//! Identifier allocation under concurrent rendering.

use std::collections::HashSet;
use std::sync::Arc;
use std::thread;

use ngtag::{
    reset_id_generator, seed_id, set_id_generator, AttributeSet, SequentialIds, TreeTable,
};
use serial_test::serial;

const THREADS: usize = 8;
const RENDERS: usize = 200;

fn collect_ids<F>(render: F) -> Vec<String>
where
    F: Fn() -> String + Send + Sync + 'static,
{
    let render = Arc::new(render);
    let handles: Vec<_> = (0..THREADS)
        .map(|_| {
            let render = Arc::clone(&render);
            thread::spawn(move || (0..RENDERS).map(|_| render()).collect::<Vec<_>>())
        })
        .collect();

    handles
        .into_iter()
        .flat_map(|handle| handle.join().unwrap())
        .collect()
}

#[test]
fn shared_renderer_never_repeats_ids() {
    let table = TreeTable::with_ids(SequentialIds::new());
    let ids = collect_ids(move || table.markup(&AttributeSet::new()).unwrap().id().to_string());

    let unique: HashSet<_> = ids.iter().collect();
    assert_eq!(unique.len(), THREADS * RENDERS);
}

#[test]
#[serial]
fn global_generator_never_repeats_ids() {
    reset_id_generator();
    let ids = collect_ids(|| {
        TreeTable::new()
            .markup(&AttributeSet::new())
            .unwrap()
            .id()
            .to_string()
    });

    let unique: HashSet<_> = ids.iter().collect();
    assert_eq!(unique.len(), THREADS * RENDERS);
}

#[test]
#[serial]
fn swapping_generator_mid_flight_is_safe() {
    set_id_generator(SequentialIds::with_prefix("a"));
    let swapper = thread::spawn(|| {
        for _ in 0..50 {
            seed_id("fixed");
            set_id_generator(SequentialIds::with_prefix("b"));
        }
    });

    let ids = collect_ids(|| {
        TreeTable::new()
            .markup(&AttributeSet::new())
            .unwrap()
            .id()
            .to_string()
    });
    swapper.join().unwrap();
    reset_id_generator();

    assert_eq!(ids.len(), THREADS * RENDERS);
    assert!(ids
        .iter()
        .all(|id| id == "fixed" || id.starts_with('a') || id.starts_with('b')));
}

### Your objective:
Where the word "AttributeSet" is present in a line of the listing, copy that line.

### Exercise output:
    reset_id_generator, seed_id, set_id_generator, AttributeSet, SequentialIds, TreeTable,
    let ids = collect_ids(move || table.markup(&AttributeSet::new()).unwrap().id().to_string());
            .markup(&AttributeSet::new())
            .markup(&AttributeSet::new())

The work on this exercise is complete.